// Central Error Type for the Application

use thiserror::Error;

/// Application-level error type
#[derive(Error, Debug)]
pub enum AppError {
    /// Maintenance is administratively disabled and the run was not forced.
    /// The message is operator-facing and surfaced verbatim.
    #[error("{0}")]
    MaintenanceDisabled(String),

    #[error("Database error: {0}")]
    Database(String),

    #[error("Not found: {0}")]
    NotFound(String),

    #[error("Configuration error: {0}")]
    Config(String),

    #[error("IO error: {0}")]
    Io(#[from] std::io::Error),

    #[error("Serialization error: {0}")]
    Serialization(#[from] serde_json::Error),

    #[error("Internal error: {0}")]
    Internal(String),
}

/// Result type alias using AppError
pub type Result<T> = std::result::Result<T, AppError>;

// Note: sqlx::Error conversion is handled in the infra-sqlite crate
// by converting to AppError::Database(String)
// Quote Domain Model

use serde::{Deserialize, Serialize};

/// Quote ID (opaque unique identifier assigned by the commerce system)
pub type QuoteId = String;

/// Storefront identifier (settings scope)
pub type StoreId = String;

/// Quote payload (JSON serializable cart contents)
///
/// Opaque to the maintenance pipeline: the purge only reads identity and
/// `updated_at` and never inspects or mutates the payload.
#[derive(Debug, Clone, Serialize, Deserialize)]
pub struct QuotePayload(serde_json::Value);

impl QuotePayload {
    pub fn new(value: serde_json::Value) -> Self {
        Self(value)
    }

    pub fn empty() -> Self {
        Self(serde_json::json!({}))
    }

    pub fn as_value(&self) -> &serde_json::Value {
        &self.0
    }
}

/// Saved shopping-cart record
#[derive(Debug, Clone, Serialize, Deserialize)]
pub struct Quote {
    pub id: QuoteId,
    pub store_id: Option<StoreId>,

    pub created_at: i64, // epoch ms
    pub updated_at: i64, // epoch ms

    pub payload: QuotePayload,
}

impl Quote {
    /// Create a new quote
    ///
    /// # Arguments
    ///
    /// * `id` - Unique quote ID (injected, not generated)
    /// * `store_id` - Owning storefront, if any
    /// * `created_at` - Creation timestamp in epoch ms (injected, not system time)
    /// * `updated_at` - Last-update timestamp in epoch ms
    /// * `payload` - Cart contents
    pub fn new(
        id: impl Into<String>,
        store_id: Option<StoreId>,
        created_at: i64,
        updated_at: i64,
        payload: QuotePayload,
    ) -> Self {
        Self {
            id: id.into(),
            store_id,
            created_at,
            updated_at,
            payload,
        }
    }

    /// Create a test quote with a deterministic ID (quote-1, quote-2, ...)
    ///
    /// **Note**: This method should only be used in tests. Production quotes
    /// enter the store with IDs assigned by the commerce system.
    pub fn new_test(updated_at: i64) -> Self {
        use std::sync::atomic::{AtomicU64, Ordering};
        static TEST_COUNTER: AtomicU64 = AtomicU64::new(1);

        let counter = TEST_COUNTER.fetch_add(1, Ordering::SeqCst);

        Self::new(
            format!("quote-{}", counter),
            None,
            updated_at,
            updated_at,
            QuotePayload::empty(),
        )
    }
}
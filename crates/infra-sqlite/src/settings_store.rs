// SQLite SettingsStore Implementation
// Scoped key/value rows; scope '' holds the global value.

use crate::map_sqlx_error;
use async_trait::async_trait;
use quotesweep_core::error::Result;
use quotesweep_core::port::SettingsStore;
use sqlx::SqlitePool;

pub struct SqliteSettingsStore {
    pool: SqlitePool,
}

impl SqliteSettingsStore {
    pub fn new(pool: SqlitePool) -> Self {
        Self { pool }
    }

    /// Scoped lookup preferring the store-specific row over the global one
    async fn lookup(&self, key: &str, store_id: Option<&str>) -> Result<Option<String>> {
        let scope = store_id.unwrap_or("");

        let value: Option<String> = sqlx::query_scalar(
            r#"
            SELECT value FROM settings
            WHERE key = ? AND scope IN ('', ?)
            ORDER BY (scope = ?) DESC
            LIMIT 1
            "#,
        )
        .bind(key)
        .bind(scope)
        .bind(scope)
        .fetch_optional(&self.pool)
        .await
        .map_err(map_sqlx_error)?;

        Ok(value)
    }
}

#[async_trait]
impl SettingsStore for SqliteSettingsStore {
    async fn get_flag(&self, key: &str, store_id: Option<&str>) -> Result<bool> {
        let value = self.lookup(key, store_id).await?;
        Ok(matches!(
            value.as_deref(),
            Some("1") | Some("true") | Some("yes")
        ))
    }

    async fn get_int(&self, key: &str, store_id: Option<&str>) -> Result<Option<i64>> {
        let value = self.lookup(key, store_id).await?;
        Ok(value.and_then(|v| v.trim().parse().ok()))
    }

    async fn set(&self, key: &str, store_id: Option<&str>, value: &str) -> Result<()> {
        let scope = store_id.unwrap_or("");

        sqlx::query(
            r#"
            INSERT INTO settings (key, scope, value)
            VALUES (?, ?, ?)
            ON CONFLICT(key, scope) DO UPDATE SET value = excluded.value
            "#,
        )
        .bind(key)
        .bind(scope)
        .bind(value)
        .execute(&self.pool)
        .await
        .map_err(map_sqlx_error)?;

        Ok(())
    }
}
//! Quotesweep Daemon - Scheduled quote maintenance
//!
//! Composition root: wires the SQLite adapters into the core purge engine
//! and runs the purge scheduler until Ctrl+C.

use anyhow::{Context, Result};
use std::sync::Arc;
use tokio::sync::watch;
use tracing::info;
use tracing_subscriber::{fmt, layer::SubscriberExt, util::SubscriberInitExt, EnvFilter};

use quotesweep_core::application::{PurgeScheduler, QuotePurgeService};
use quotesweep_core::port::{
    LogPurgeObserver, MaintenanceConfig, RunLog, SettingsStore, SystemTimeProvider, TimeProvider,
};
use quotesweep_infra_sqlite::{
    create_pool, run_migrations, SqliteQuoteRepository, SqliteRunLog, SqliteSettingsStore,
};

const VERSION: &str = env!("CARGO_PKG_VERSION");
const DEFAULT_DB_PATH: &str = "~/.quotesweep/quotes.db";
const DEFAULT_INTERVAL_HOURS: u64 = 24;

#[tokio::main]
async fn main() -> Result<()> {
    // 1. Initialize logging (pretty for development, JSON for production)
    let _log_guard = init_logging()?;

    info!("Quotesweep daemon v{} starting...", VERSION);

    // 2. Load configuration
    let db_path = std::env::var("QUOTESWEEP_DB_PATH")
        .unwrap_or_else(|_| shellexpand::tilde(DEFAULT_DB_PATH).into_owned());

    let interval_hours: u64 = std::env::var("QUOTESWEEP_INTERVAL_HOURS")
        .ok()
        .and_then(|s| s.parse().ok())
        .unwrap_or(DEFAULT_INTERVAL_HOURS);

    ensure_parent_dir(&db_path)?;

    info!(db_path = %db_path, "Initializing database...");

    // 3. Initialize database
    let pool = create_pool(&db_path)
        .await
        .context("DB pool creation failed")?;
    run_migrations(&pool).await.context("Migration failed")?;

    // 4. Setup dependencies (DI wiring)
    let time_provider: Arc<dyn TimeProvider> = Arc::new(SystemTimeProvider);
    let settings_store: Arc<dyn SettingsStore> = Arc::new(SqliteSettingsStore::new(pool.clone()));
    let run_log: Arc<dyn RunLog> = Arc::new(SqliteRunLog::new(pool.clone()));

    let purge = Arc::new(QuotePurgeService::new(
        MaintenanceConfig::new(settings_store),
        Arc::new(SqliteQuoteRepository::new(pool.clone())),
        time_provider.clone(),
        Arc::new(LogPurgeObserver),
    ));

    // 5. Start the purge scheduler
    info!(interval_hours, "Starting purge scheduler...");
    let scheduler = PurgeScheduler::new(purge, run_log, time_provider, interval_hours);

    let (shutdown_tx, shutdown_rx) = watch::channel(false);
    let scheduler_handle = tokio::spawn(async move {
        scheduler.run(shutdown_rx).await;
    });

    info!("Quotesweep ready. Press Ctrl+C to shut down");

    // 6. Wait for shutdown signal
    tokio::signal::ctrl_c().await?;

    info!("Shutdown signal received. Exiting gracefully...");

    // 7. Graceful shutdown
    let _ = shutdown_tx.send(true);
    let _ = tokio::time::timeout(std::time::Duration::from_secs(5), scheduler_handle).await;

    info!("Shutdown complete.");

    Ok(())
}

/// Initialize the tracing subscriber
///
/// `QUOTESWEEP_LOG_FORMAT=json` switches console output to JSON;
/// `QUOTESWEEP_LOG_DIR` additionally mirrors entries into a daily-rolling
/// file (the returned guard must stay alive for the file writer to flush).
fn init_logging() -> Result<Option<tracing_appender::non_blocking::WorkerGuard>> {
    let log_format = std::env::var("QUOTESWEEP_LOG_FORMAT").unwrap_or_else(|_| "pretty".to_string());

    let env_filter = EnvFilter::try_from_default_env()
        .or_else(|_| EnvFilter::try_new("info"))
        .context("Failed to create env filter")?;

    let registry = tracing_subscriber::registry().with(env_filter);

    if let Ok(log_dir) = std::env::var("QUOTESWEEP_LOG_DIR") {
        let appender = tracing_appender::rolling::daily(log_dir, "quotesweep.log");
        let (writer, guard) = tracing_appender::non_blocking(appender);

        match log_format.as_str() {
            "json" => registry
                .with(fmt::layer().json())
                .with(fmt::layer().json().with_ansi(false).with_writer(writer))
                .init(),
            _ => registry
                .with(fmt::layer().pretty())
                .with(fmt::layer().with_ansi(false).with_writer(writer))
                .init(),
        }

        Ok(Some(guard))
    } else {
        match log_format.as_str() {
            "json" => registry.with(fmt::layer().json()).init(),
            _ => registry.with(fmt::layer().pretty()).init(),
        }

        Ok(None)
    }
}

fn ensure_parent_dir(db_path: &str) -> Result<()> {
    if db_path.starts_with(":memory:") || db_path.contains("mode=memory") {
        return Ok(());
    }
    if let Some(parent) = std::path::Path::new(db_path).parent() {
        if !parent.as_os_str().is_empty() {
            std::fs::create_dir_all(parent)
                .with_context(|| format!("Failed to create {}", parent.display()))?;
        }
    }
    Ok(())
}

------------------------------------

- TASK PROMPT
Beginning at the line with "the global value." and stopping after the line with "the global one", please write out every line of the data above exactly and nothing else.

- REPLY TO THE TASK
// Scoped key/value rows; scope '' holds the global value.

use crate::map_sqlx_error;
use async_trait::async_trait;
use quotesweep_core::error::Result;
use quotesweep_core::port::SettingsStore;
use sqlx::SqlitePool;

pub struct SqliteSettingsStore {
    pool: SqlitePool,
}

impl SqliteSettingsStore {
    pub fn new(pool: SqlitePool) -> Self {
        Self { pool }
    }

    /// Scoped lookup preferring the store-specific row over the global one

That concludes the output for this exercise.